// SPDX-License-Identifier: Apache-2.0

//! Crate-wide error type.

use std::fmt;
use std::io;

#[derive(Debug)]
pub enum Error {
    Io(io::Error),
    /// A persisted cache file did not parse.
    CacheFormat {
        line: usize,
        message: String,
    },
    /// The underlying SAT backend reported a failure.
    Solver(String),
    /// An internal consistency check failed; indicates a programming error,
    /// not a property of the input.
    InvariantViolation(String),
}

impl fmt::Display for Error {
    fn fmt(&self, f: &mut fmt::Formatter<'_>) -> fmt::Result {
        match self {
            Error::Io(e) => write!(f, "i/o error: {}", e),
            Error::CacheFormat { line, message } => {
                write!(f, "cache file format error at line {}: {}", line, message)
            }
            Error::Solver(msg) => write!(f, "SAT solver error: {}", msg),
            Error::InvariantViolation(msg) => write!(f, "invariant violation: {}", msg),
        }
    }
}

impl std::error::Error for Error {
    fn source(&self) -> Option<&(dyn std::error::Error + 'static)> {
        match self {
            Error::Io(e) => Some(e),
            _ => None,
        }
    }
}

impl From<io::Error> for Error {
    fn from(e: io::Error) -> Self {
        Error::Io(e)
    }
}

• Exercise prompt
Please restate word for word only the lines from the one with "fn source(&self) ->" through the final line of the listing above, both of them included.

• The completed task
    fn source(&self) -> Option<&(dyn std::error::Error + 'static)> {
        match self {
            Error::Io(e) => Some(e),
            _ => None,
        }
    }
}

impl From<io::Error> for Error {
    fn from(e: io::Error) -> Self {
        Error::Io(e)
    }
}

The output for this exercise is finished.